What they specialise in
BIND (2020–2024) addressed brain involvement in Duchenne Muscular Dystrophy using gene therapies and animal models, with SYNTHENA as a funded participant.
BIND project keywords explicitly include deep phenotyping and animal models alongside DMD and learning difficulties/autism, suggesting hands-on preclinical research support.
How they've shifted over time
SYNTHENA entered EU research in 2017 through MMBio with no disease-specific focus — their role there appears to have been as a provider of general molecular tools for nucleic acid manipulation, a foundational chemistry capability. By 2020, their second project (BIND) was firmly anchored in a specific therapeutic application: Duchenne Muscular Dystrophy, gene therapies, and neurological phenotyping. This shift from platform chemistry to rare disease therapeutics is a clear and deliberate narrowing toward high-value clinical applications where oligonucleotide-based tools are directly relevant.
SYNTHENA is moving toward applying nucleic acid chemistry as a direct enabler of gene and antisense therapies for rare neuromuscular and neurological diseases — a field with strong clinical and commercial momentum.
How they like to work
SYNTHENA has never led an H2020 project; in both cases they joined as a partner or third party, which points to an organization that contributes specific technical components rather than designing or managing research programs. Despite only two projects, they engaged with 38 distinct partners across 13 countries, meaning they were embedded in genuinely large international consortia rather than small bilateral arrangements. This profile fits a specialist technology or reagent provider that earns its place in consortia by offering something others cannot easily replicate.

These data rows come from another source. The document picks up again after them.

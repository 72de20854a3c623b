//! Record schemas and data sources handed to the backend's decoders.
//!
//! Decoding itself happens inside the framework; this module only describes
//! which blobs to read, their shapes, and how images are preprocessed.

use crate::error::{TrainingError, TrainingResult};
use serde::{Deserialize, Serialize};
use std::path::{Path, PathBuf};

#[derive(Debug, Clone, Copy, PartialEq, Eq, Serialize, Deserialize)]
#[serde(rename_all = "snake_case")]
pub enum DType {
    Int32,
    Float,
}

#[derive(Debug, Clone, Copy, PartialEq, Eq, Serialize, Deserialize)]
#[serde(rename_all = "snake_case")]
pub enum Codec {
    Raw,
    Image,
}

/// One named blob in a record.
#[derive(Debug, Clone, PartialEq, Eq, Serialize, Deserialize)]
pub struct RecordField {
    pub name: String,
    pub shape: Vec<usize>,
    pub dtype: DType,
    pub codec: Codec,
}

impl RecordField {
    #[must_use]
    pub fn raw(name: &str, len: usize, dtype: DType) -> Self {
        Self { name: name.to_string(), shape: vec![len], dtype, codec: Codec::Raw }
    }
}

/// Field layout of a BERT pretraining record, in decode order.
///
/// `segment_ids` carries the token type ids.
#[must_use]
pub fn bert_record_schema(seq_length: usize, max_predictions_per_seq: usize) -> Vec<RecordField> {
    vec![
        RecordField::raw("input_ids", seq_length, DType::Int32),
        RecordField::raw("next_sentence_labels", 1, DType::Int32),
        RecordField::raw("input_mask", seq_length, DType::Int32),
        RecordField::raw("segment_ids", seq_length, DType::Int32),
        RecordField::raw("masked_lm_ids", max_predictions_per_seq, DType::Int32),
        RecordField::raw("masked_lm_positions", max_predictions_per_seq, DType::Int32),
        RecordField::raw("masked_lm_weights", max_predictions_per_seq, DType::Float),
    ]
}

/// A sharded record dataset on disk.
#[derive(Debug, Clone, PartialEq, Eq, Serialize, Deserialize)]
pub struct RecordSource {
    pub data_dir: PathBuf,
    pub data_part_num: u32,
    pub batch_size: u64,
    pub fields: Vec<RecordField>,
}

impl RecordSource {
    pub fn validate(&self) -> TrainingResult<()> {
        if self.data_part_num == 0 {
            return Err(TrainingError::invalid("data_part_num must be >= 1"));
        }
        if self.batch_size == 0 {
            return Err(TrainingError::invalid("batch size must be >= 1"));
        }
        require_dir(&self.data_dir)
    }
}

#[derive(Debug, Clone, Copy, PartialEq, Eq, Serialize, Deserialize)]
#[serde(rename_all = "snake_case")]
pub enum TensorLayout {
    Nchw,
    Nhwc,
}

pub const IMAGENET_RGB_MEAN: [f32; 3] = [123.68, 116.779, 103.939];
pub const IMAGENET_RGB_STD: [f32; 3] = [58.393, 57.12, 57.375];

#[derive(Debug, Clone, PartialEq, Serialize, Deserialize)]
pub struct ImagePreprocess {
    pub image_size: u32,
    pub random_crop: bool,
    pub mirror: bool,
    /// Resize the shorter side to this before a center crop (validation).
    pub resize_shorter: Option<u32>,
    pub rgb_mean: [f32; 3],
    pub rgb_std: [f32; 3],
    pub output_layout: TensorLayout,
}

impl ImagePreprocess {
    #[must_use]
    pub fn for_training(image_size: u32, new_dataloader: bool) -> Self {
        Self {
            image_size,
            random_crop: true,
            mirror: true,
            resize_shorter: None,
            rgb_mean: IMAGENET_RGB_MEAN,
            rgb_std: IMAGENET_RGB_STD,
            output_layout: layout_for(new_dataloader),
        }
    }

    #[must_use]
    pub fn for_validation(image_size: u32, new_dataloader: bool) -> Self {
        // 224 -> 256, the usual 0.875 crop ratio.
        let resize_shorter = (f64::from(image_size) / 0.875).round() as u32;
        Self {
            image_size,
            random_crop: false,
            mirror: false,
            resize_shorter: Some(resize_shorter),
            rgb_mean: IMAGENET_RGB_MEAN,
            rgb_std: IMAGENET_RGB_STD,
            output_layout: layout_for(new_dataloader),
        }
    }
}

fn layout_for(new_dataloader: bool) -> TensorLayout {
    if new_dataloader { TensorLayout::Nchw } else { TensorLayout::Nhwc }
}

/// Where classification images come from.
#[derive(Debug, Clone, PartialEq, Serialize, Deserialize)]
#[serde(tag = "type", rename_all = "snake_case")]
pub enum ImageDataSource {
    OfRecord {
        data_dir: PathBuf,
        data_part_num: u32,
        batch_size: u64,
        preprocess: ImagePreprocess,
        new_dataloader: bool,
    },
    Synthetic {
        batch_size: u64,
        image_size: u32,
        num_classes: u32,
    },
}

impl ImageDataSource {
    #[must_use]
    pub fn batch_size(&self) -> u64 {
        match self {
            Self::OfRecord { batch_size, .. } | Self::Synthetic { batch_size, .. } => *batch_size,
        }
    }

    #[must_use]
    pub fn is_synthetic(&self) -> bool {
        matches!(self, Self::Synthetic { .. })
    }

    pub fn validate(&self) -> TrainingResult<()> {
        if self.batch_size() == 0 {
            return Err(TrainingError::invalid("batch size must be >= 1"));
        }
        match self {
            Self::OfRecord { data_dir, data_part_num, .. } => {
                if *data_part_num == 0 {
                    return Err(TrainingError::invalid("data_part_num must be >= 1"));
                }
                require_dir(data_dir)
            }
            Self::Synthetic { .. } => Ok(()),
        }
    }
}

fn require_dir(dir: &Path) -> TrainingResult<()> {
    if dir.is_dir() {
        Ok(())
    } else {
        Err(TrainingError::Dataset(format!("data directory does not exist: {}", dir.display())))
    }
}
use thiserror::Error;

pub type TrainingResult<T> = std::result::Result<T, TrainingError>;

#[derive(Debug, Error)]
pub enum TrainingError {
    #[error("invalid training job: {0}")]
    InvalidJob(String),

    #[error("dataset error: {0}")]
    Dataset(String),

    #[error("snapshot error: {0}")]
    Snapshot(String),

    #[error("backend error: {0}")]
    Backend(String),

    #[error(transparent)]
    Io(#[from] std::io::Error),

    #[error(transparent)]
    Json(#[from] serde_json::Error),

    #[error(transparent)]
    Csv(#[from] csv::Error),

    #[error(transparent)]
    Other(#[from] anyhow::Error),
}

impl TrainingError {
    pub fn invalid(msg: impl Into<String>) -> Self {
        Self::InvalidJob(msg.into())
    }
}
//! Launchpad Training
//!
//! Framework-agnostic pieces of the training launchers:
//! - Cluster resources, record schemas and image data sources
//! - Learning-rate schedules and model-update (optimizer) configuration
//! - Job definitions and the `ExecutionBackend` seam to the framework
//! - Speedometer, metrics, summaries and snapshots
//! - The BERT pretraining and CNN classification loops

pub mod backend;
pub mod data;
pub mod error;
pub mod job;
pub mod layout;
pub mod metric;
pub mod optimizer;
pub mod progress;
pub mod resources;
pub mod runner;
pub mod schedule;
pub mod snapshot;
pub mod speedometer;
pub mod summary;

pub use backend::{CollectiveBoxingConf, CompiledJob, EnvConfig, ExecutionBackend};
pub use data::{ImageDataSource, ImagePreprocess, RecordField, RecordSource, bert_record_schema};
pub use error::{TrainingError, TrainingResult};
pub use job::{BertConfig, CnnModel, FunctionConfig, JobDefinition, JobKind, JobOutput, Predictions, TrainingJobId};
pub use layout::{RunLayout, default_model_save_dir};
pub use metric::{Metric, MetricReport, match_top_k};
pub use optimizer::{ModelUpdateConf, ModelUpdateKind, OptimizerArgs, bert_model_update_conf, set_up_optimizer};
pub use progress::{ProgressEvent, ProgressSink, RecordingProgressSink, StdoutProgressSink, TracingProgressSink};
pub use resources::{ClusterResources, NodeAddr, parse_node_list};
pub use runner::{ClassificationRun, PretrainRun, RunReport, run_classification, run_pretraining};
pub use schedule::{BatchPlan, LrDecayKind, LrSchedule};
pub use snapshot::{Snapshot, SnapshotEntry};
pub use speedometer::{BertSpeedometer, StepReport, ThroughputReport};
pub use summary::Summary;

With 38 unique consortium partners across 13 countries from just two projects, SYNTHENA's network reach is disproportionately large relative to their project count, entirely a function of the large multi-partner consortia they joined. Their collaboration geography is broadly European with a Swiss base.
What sets them apart
SYNTHENA occupies a very specific niche: nucleic acid chemistry expertise applied to gene therapy and rare disease research, particularly DMD — a therapeutic area where antisense oligonucleotides and related molecules are a frontline technology. Operating from Bern, they sit within Switzerland's well-established life sciences corridor, which adds credibility and access to pharma partnerships beyond EU project work. With only two EU projects, they are clearly selective about consortia they join, which suggests they bring something concrete and non-generic rather than competing on breadth.
Highlights from their portfolio
- BINDSYNTHENA's only funded EU project (EUR 100,000), focused on the neurological dimensions of Duchenne Muscular Dystrophy with gene therapy and deep phenotyping — a high-profile rare disease area with active clinical development worldwide.
- MMBioAn MSCA training network on nucleic acid manipulation tools, notable as SYNTHENA's entry point into EU consortia and evidence of their foundational chemistry platform before the therapeutic pivot.